(Beginning of Material for this exercise)

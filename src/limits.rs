//! Token-bucket rate limiting: one bucket per api key, one global ceiling,
//! and optional per-provider QPS buckets consulted by workers.

use std::collections::HashMap;
use std::sync::Mutex;
use std::time::{Duration, Instant};

use crate::config::RateLimitConfig;

#[derive(Debug)]
struct TokenBucket {
    capacity: f64,
    tokens: f64,
    refill_per_sec: f64,
    last_refill: Instant,
}

impl TokenBucket {
    fn new(rpm: u32, burst: u32) -> Self {
        let capacity = burst.max(1) as f64;
        Self {
            capacity,
            tokens: capacity,
            refill_per_sec: rpm as f64 / 60.0,
            last_refill: Instant::now(),
        }
    }

    fn try_acquire(&mut self, now: Instant, weight: f64) -> Result<(), Duration> {
        let elapsed = now.saturating_duration_since(self.last_refill).as_secs_f64();
        self.tokens = (self.tokens + elapsed * self.refill_per_sec).min(self.capacity);
        self.last_refill = now;

        if self.refill_per_sec <= 0.0 {
            return Err(Duration::from_secs(60));
        }
        if self.tokens >= weight {
            self.tokens -= weight;
            return Ok(());
        }
        let deficit = weight - self.tokens;
        Err(Duration::from_secs_f64(deficit / self.refill_per_sec))
    }
}

#[derive(Debug)]
pub struct RateLimiter {
    config: RateLimitConfig,
    global: Mutex<TokenBucket>,
    per_key: Mutex<HashMap<String, TokenBucket>>,
    per_provider: Mutex<HashMap<String, TokenBucket>>,
}

/// Denial carries the wait until the bucket refills one token, rounded up
/// for the `Retry-After` header.
#[derive(Clone, Copy, Debug, PartialEq, Eq)]
pub struct RetryAfter {
    pub seconds: u64,
}

impl RateLimiter {
    pub fn new(config: RateLimitConfig) -> Self {
        let global = TokenBucket::new(config.global_rpm, config.burst.max(config.global_rpm / 10));
        Self {
            config,
            global: Mutex::new(global),
            per_key: Mutex::new(HashMap::new()),
            per_provider: Mutex::new(HashMap::new()),
        }
    }

    /// Intake gate. `key` is (key id, per-key rpm override) when the caller
    /// presented an api key; anonymous traffic shares the global bucket only.
    pub fn try_acquire(&self, key: Option<(&str, Option<u32>)>) -> Result<(), RetryAfter> {
        let now = Instant::now();
        if let Some((key_id, rpm)) = key {
            let rpm = rpm.unwrap_or(self.config.default_rpm);
            let mut per_key = self.per_key.lock().expect("rate limiter lock");
            let bucket = per_key
                .entry(key_id.to_string())
                .or_insert_with(|| TokenBucket::new(rpm, self.config.burst));
            if let Err(wait) = bucket.try_acquire(now, 1.0) {
                return Err(retry_after(wait));
            }
        }
        let mut global = self.global.lock().expect("rate limiter lock");
        if let Err(wait) = global.try_acquire(now, 1.0) {
            return Err(retry_after(wait));
        }
        Ok(())
    }

    /// Per-provider QPS gate, consulted right before dispatch. Providers
    /// without a configured rpm are never throttled here.
    pub fn try_acquire_provider(&self, provider: &str, rpm: Option<u32>) -> bool {
        let Some(rpm) = rpm else {
            return true;
        };
        let now = Instant::now();
        let mut per_provider = self.per_provider.lock().expect("rate limiter lock");
        let bucket = per_provider
            .entry(provider.to_string())
            .or_insert_with(|| TokenBucket::new(rpm, self.config.burst));
        bucket.try_acquire(now, 1.0).is_ok()
    }
}

fn retry_after(wait: Duration) -> RetryAfter {
    RetryAfter {
        seconds: wait.as_secs_f64().ceil().max(1.0) as u64,
    }
}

(End of Material for this exercise)

- _Your assignment_
Identify each line in the records above containing the word "Mutex"; copy those lines.

- _Response_
use std::sync::Mutex;
    global: Mutex<TokenBucket>,
    per_key: Mutex<HashMap<String, TokenBucket>>,
    per_provider: Mutex<HashMap<String, TokenBucket>>,
            global: Mutex::new(global),
            per_key: Mutex::new(HashMap::new()),
            per_provider: Mutex::new(HashMap::new()),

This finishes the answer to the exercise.